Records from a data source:

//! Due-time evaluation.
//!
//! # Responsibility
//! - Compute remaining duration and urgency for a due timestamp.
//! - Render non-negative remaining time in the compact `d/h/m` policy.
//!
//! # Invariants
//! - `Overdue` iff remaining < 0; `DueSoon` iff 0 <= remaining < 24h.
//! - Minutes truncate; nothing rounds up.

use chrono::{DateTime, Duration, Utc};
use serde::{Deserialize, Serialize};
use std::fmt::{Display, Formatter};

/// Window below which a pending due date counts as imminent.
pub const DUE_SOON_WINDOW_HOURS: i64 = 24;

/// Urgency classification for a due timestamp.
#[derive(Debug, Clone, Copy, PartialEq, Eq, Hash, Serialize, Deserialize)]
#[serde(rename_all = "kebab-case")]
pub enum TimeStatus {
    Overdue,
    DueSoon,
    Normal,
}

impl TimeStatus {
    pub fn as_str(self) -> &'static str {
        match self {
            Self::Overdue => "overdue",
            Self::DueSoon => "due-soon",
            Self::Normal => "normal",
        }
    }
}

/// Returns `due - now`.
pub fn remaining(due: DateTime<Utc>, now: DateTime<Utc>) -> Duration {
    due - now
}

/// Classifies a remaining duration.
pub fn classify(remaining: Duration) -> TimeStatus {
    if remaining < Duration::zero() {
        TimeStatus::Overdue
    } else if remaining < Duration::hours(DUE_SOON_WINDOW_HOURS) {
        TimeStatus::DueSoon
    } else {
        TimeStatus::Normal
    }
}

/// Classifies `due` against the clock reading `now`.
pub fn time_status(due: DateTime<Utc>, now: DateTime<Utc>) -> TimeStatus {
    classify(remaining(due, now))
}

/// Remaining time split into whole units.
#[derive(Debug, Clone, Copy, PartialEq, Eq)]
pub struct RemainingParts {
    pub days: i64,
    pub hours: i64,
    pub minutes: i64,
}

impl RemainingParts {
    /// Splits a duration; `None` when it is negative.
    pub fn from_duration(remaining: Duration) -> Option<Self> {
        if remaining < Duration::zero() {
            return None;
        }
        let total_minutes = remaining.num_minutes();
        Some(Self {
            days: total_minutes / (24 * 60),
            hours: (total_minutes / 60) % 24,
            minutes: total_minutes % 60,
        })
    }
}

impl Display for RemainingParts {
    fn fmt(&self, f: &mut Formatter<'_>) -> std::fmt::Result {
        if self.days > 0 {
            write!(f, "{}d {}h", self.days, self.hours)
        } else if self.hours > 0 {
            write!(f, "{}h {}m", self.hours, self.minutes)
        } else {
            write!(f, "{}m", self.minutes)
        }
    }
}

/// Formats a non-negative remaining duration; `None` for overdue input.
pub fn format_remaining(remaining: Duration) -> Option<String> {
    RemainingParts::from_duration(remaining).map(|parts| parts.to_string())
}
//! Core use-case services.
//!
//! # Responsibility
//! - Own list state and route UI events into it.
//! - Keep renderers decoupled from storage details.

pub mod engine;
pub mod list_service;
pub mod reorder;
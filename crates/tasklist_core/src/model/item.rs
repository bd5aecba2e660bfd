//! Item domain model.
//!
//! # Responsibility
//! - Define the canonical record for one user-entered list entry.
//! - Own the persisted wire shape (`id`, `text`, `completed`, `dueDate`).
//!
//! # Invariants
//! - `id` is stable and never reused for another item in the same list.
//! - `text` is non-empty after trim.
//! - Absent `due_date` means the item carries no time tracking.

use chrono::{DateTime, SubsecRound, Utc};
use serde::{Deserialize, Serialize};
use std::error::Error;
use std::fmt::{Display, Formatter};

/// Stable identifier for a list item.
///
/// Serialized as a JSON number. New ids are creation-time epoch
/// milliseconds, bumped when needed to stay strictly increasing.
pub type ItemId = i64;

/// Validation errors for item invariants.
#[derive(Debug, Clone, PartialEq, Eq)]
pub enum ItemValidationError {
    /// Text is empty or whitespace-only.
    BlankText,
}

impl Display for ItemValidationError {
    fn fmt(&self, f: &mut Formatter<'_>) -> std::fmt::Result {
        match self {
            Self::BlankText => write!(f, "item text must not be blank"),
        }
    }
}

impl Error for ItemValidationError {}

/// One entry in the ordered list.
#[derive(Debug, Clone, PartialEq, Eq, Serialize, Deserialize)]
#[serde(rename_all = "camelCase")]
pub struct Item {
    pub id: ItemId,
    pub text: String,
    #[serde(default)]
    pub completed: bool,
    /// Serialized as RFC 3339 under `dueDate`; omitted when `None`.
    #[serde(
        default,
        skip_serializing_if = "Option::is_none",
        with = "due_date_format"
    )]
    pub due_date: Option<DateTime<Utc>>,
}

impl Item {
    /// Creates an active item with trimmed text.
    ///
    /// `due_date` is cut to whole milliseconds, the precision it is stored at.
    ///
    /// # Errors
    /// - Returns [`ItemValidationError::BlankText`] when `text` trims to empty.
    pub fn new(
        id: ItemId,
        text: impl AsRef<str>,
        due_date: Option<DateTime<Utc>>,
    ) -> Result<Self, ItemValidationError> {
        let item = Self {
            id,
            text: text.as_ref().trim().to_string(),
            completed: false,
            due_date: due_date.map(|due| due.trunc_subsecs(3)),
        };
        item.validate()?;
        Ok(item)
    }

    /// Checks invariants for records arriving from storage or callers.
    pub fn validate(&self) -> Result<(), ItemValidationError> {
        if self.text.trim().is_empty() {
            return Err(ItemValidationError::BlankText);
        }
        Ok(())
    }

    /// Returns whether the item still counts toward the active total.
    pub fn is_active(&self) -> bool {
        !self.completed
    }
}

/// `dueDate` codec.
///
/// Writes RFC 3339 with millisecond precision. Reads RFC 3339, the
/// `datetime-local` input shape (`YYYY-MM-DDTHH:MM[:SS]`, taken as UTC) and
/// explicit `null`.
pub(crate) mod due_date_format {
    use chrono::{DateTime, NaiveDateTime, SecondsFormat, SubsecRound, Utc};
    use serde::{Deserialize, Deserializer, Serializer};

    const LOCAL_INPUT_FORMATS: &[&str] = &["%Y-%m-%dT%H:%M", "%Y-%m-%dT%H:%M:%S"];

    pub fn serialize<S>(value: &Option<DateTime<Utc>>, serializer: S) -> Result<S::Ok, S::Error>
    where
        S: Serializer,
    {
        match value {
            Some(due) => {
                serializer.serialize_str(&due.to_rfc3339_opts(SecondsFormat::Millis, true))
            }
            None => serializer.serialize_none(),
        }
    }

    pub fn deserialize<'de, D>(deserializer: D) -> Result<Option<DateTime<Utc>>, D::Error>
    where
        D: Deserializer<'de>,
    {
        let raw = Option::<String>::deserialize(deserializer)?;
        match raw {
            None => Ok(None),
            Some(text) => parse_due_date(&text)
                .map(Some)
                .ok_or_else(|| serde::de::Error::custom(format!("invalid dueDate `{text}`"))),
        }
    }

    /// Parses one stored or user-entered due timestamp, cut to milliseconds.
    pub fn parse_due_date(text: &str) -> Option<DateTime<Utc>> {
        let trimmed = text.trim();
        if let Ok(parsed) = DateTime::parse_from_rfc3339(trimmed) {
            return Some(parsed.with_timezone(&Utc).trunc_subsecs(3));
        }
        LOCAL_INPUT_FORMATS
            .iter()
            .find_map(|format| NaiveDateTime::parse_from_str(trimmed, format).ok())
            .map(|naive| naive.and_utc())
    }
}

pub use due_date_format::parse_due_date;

*WHAT YOU SHOULD DO:* Where a line of the records includes "validate", copy it.

*TASK RESPONSE:*
        item.validate()?;
    pub fn validate(&self) -> Result<(), ItemValidationError> {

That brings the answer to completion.